- Your assignment
Using the entries below, show all lines with the string "ComputedStyle".

- Provided information

──────────────────────────────

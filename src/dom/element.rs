use serde::{Deserialize, Serialize};
use std::collections::HashMap;

/// A node of the page snapshot
#[derive(Debug, Clone, Serialize, Deserialize, PartialEq)]
#[serde(tag = "type", rename_all = "lowercase")]
pub enum DomNode {
    Element(ElementNode),
    Text { text: String },
}

/// Represents a DOM element node
#[derive(Debug, Clone, Serialize, Deserialize, PartialEq)]
#[serde(rename_all = "camelCase")]
pub struct ElementNode {
    /// Snapshot-local id, stamped on the live element as `data-wand-node`
    pub node_id: usize,

    /// Lower-case tag name
    pub tag_name: String,

    #[serde(default)]
    pub attributes: HashMap<String, String>,

    /// Live `value` property of form controls
    #[serde(default, skip_serializing_if = "Option::is_none")]
    pub value: Option<String>,

    #[serde(default)]
    pub style: ComputedStyle,

    #[serde(default, skip_serializing_if = "Option::is_none")]
    pub bounding_box: Option<BoundingBox>,

    /// The element (or a descendant) is what a hit test at its center returns
    #[serde(default)]
    pub is_top_element: bool,

    #[serde(default)]
    pub disabled: bool,

    #[serde(default, skip_serializing_if = "Vec::is_empty")]
    pub children: Vec<DomNode>,
}

/// The computed style properties visibility depends on
#[derive(Debug, Clone, Serialize, Deserialize, PartialEq)]
pub struct ComputedStyle {
    pub display: String,
    pub visibility: String,
    pub opacity: f64,
}

impl Default for ComputedStyle {
    fn default() -> Self {
        Self { display: "block".to_string(), visibility: "visible".to_string(), opacity: 1.0 }
    }
}

/// Bounding box in viewport coordinates
#[derive(Debug, Clone, Serialize, Deserialize, PartialEq)]
pub struct BoundingBox {
    pub x: f64,
    pub y: f64,
    pub width: f64,
    pub height: f64,
}

impl BoundingBox {
    pub fn is_empty(&self) -> bool {
        self.width <= 0.0 || self.height <= 0.0
    }
}

impl ElementNode {
    /// Create a new ElementNode that is laid out, visible and on top
    pub fn new(node_id: usize, tag_name: impl Into<String>) -> Self {
        Self {
            node_id,
            tag_name: tag_name.into().to_ascii_lowercase(),
            attributes: HashMap::new(),
            value: None,
            style: ComputedStyle::default(),
            bounding_box: Some(BoundingBox { x: 0.0, y: 0.0, width: 100.0, height: 20.0 }),
            is_top_element: true,
            disabled: false,
            children: Vec::new(),
        }
    }

    /// Builder method: add an attribute
    pub fn with_attribute(mut self, key: impl Into<String>, value: impl Into<String>) -> Self {
        self.attributes.insert(key.into(), value.into());
        self
    }

    /// Builder method: append a text child
    pub fn with_text(mut self, text: impl Into<String>) -> Self {
        self.children.push(DomNode::Text { text: text.into() });
        self
    }

    /// Builder method: append an element child
    pub fn with_child(mut self, child: ElementNode) -> Self {
        self.children.push(DomNode::Element(child));
        self
    }

    /// Builder method: set the live value
    pub fn with_value(mut self, value: impl Into<String>) -> Self {
        self.value = Some(value.into());
        self
    }

    /// Builder method: set computed style
    pub fn with_style(mut self, display: &str, visibility: &str, opacity: f64) -> Self {
        self.style = ComputedStyle { display: display.to_string(), visibility: visibility.to_string(), opacity };
        self
    }

    /// Builder method: set bounding box
    pub fn with_bounding_box(mut self, x: f64, y: f64, width: f64, height: f64) -> Self {
        self.bounding_box = Some(BoundingBox { x, y, width, height });
        self
    }

    /// Builder method: mark as covered by another element
    pub fn covered(mut self) -> Self {
        self.is_top_element = false;
        self
    }

    /// Builder method: mark as disabled
    pub fn disabled(mut self) -> Self {
        self.disabled = true;
        self
    }

    pub fn get_attribute(&self, key: &str) -> Option<&String> {
        self.attributes.get(key)
    }

    pub fn set_attribute(&mut self, key: impl Into<String>, value: impl Into<String>) {
        self.attributes.insert(key.into(), value.into());
    }

    pub fn id(&self) -> Option<&String> {
        self.attributes.get("id")
    }

    pub fn role(&self) -> Option<&str> {
        self.attributes.get("role").map(String::as_str)
    }

    pub fn is_tag(&self, tag: &str) -> bool {
        self.tag_name.eq_ignore_ascii_case(tag)
    }

    pub fn is_aria_hidden(&self) -> bool {
        self.attributes.get("aria-hidden").is_some_and(|v| v == "true")
    }

    /// Child elements, skipping text
    pub fn child_elements(&self) -> impl Iterator<Item = &ElementNode> {
        self.children.iter().filter_map(|c| match c {
            DomNode::Element(e) => Some(e),
            DomNode::Text { .. } => None,
        })
    }

    pub fn child_elements_mut(&mut self) -> impl Iterator<Item = &mut ElementNode> {
        self.children.iter_mut().filter_map(|c| match c {
            DomNode::Element(e) => Some(e),
            DomNode::Text { .. } => None,
        })
    }

    /// Concatenated text of every descendant, visible or not
    pub fn text_content(&self) -> String {
        let mut out = String::new();
        self.collect_text(&mut out);
        out
    }

    fn collect_text(&self, out: &mut String) {
        for child in &self.children {
            match child {
                DomNode::Text { text } => out.push_str(text),
                DomNode::Element(e) => e.collect_text(out),
            }
        }
    }

    /// Find a descendant (or self) by snapshot id
    pub fn find(&self, node_id: usize) -> Option<&ElementNode> {
        if self.node_id == node_id {
            return Some(self);
        }
        self.child_elements().find_map(|c| c.find(node_id))
    }

    pub fn find_mut(&mut self, node_id: usize) -> Option<&mut ElementNode> {
        if self.node_id == node_id {
            return Some(self);
        }
        self.child_elements_mut().find_map(|c| c.find_mut(node_id))
    }

    /// Remove the given attributes from this element and every descendant
    pub fn remove_attributes_recursive(&mut self, names: &[&str]) {
        for name in names {
            self.attributes.remove(*name);
        }
        for child in self.child_elements_mut() {
            child.remove_attributes_recursive(names);
        }
    }

    /// Count elements in this subtree (including self)
    pub fn count_elements(&self) -> usize {
        1 + self.child_elements().map(ElementNode::count_elements).sum::<usize>()
    }
}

──────────────────────────────

- Response below
    pub style: ComputedStyle,
pub struct ComputedStyle {
impl Default for ComputedStyle {
            style: ComputedStyle::default(),
        self.style = ComputedStyle { display: display.to_string(), visibility: visibility.to_string(), opacity };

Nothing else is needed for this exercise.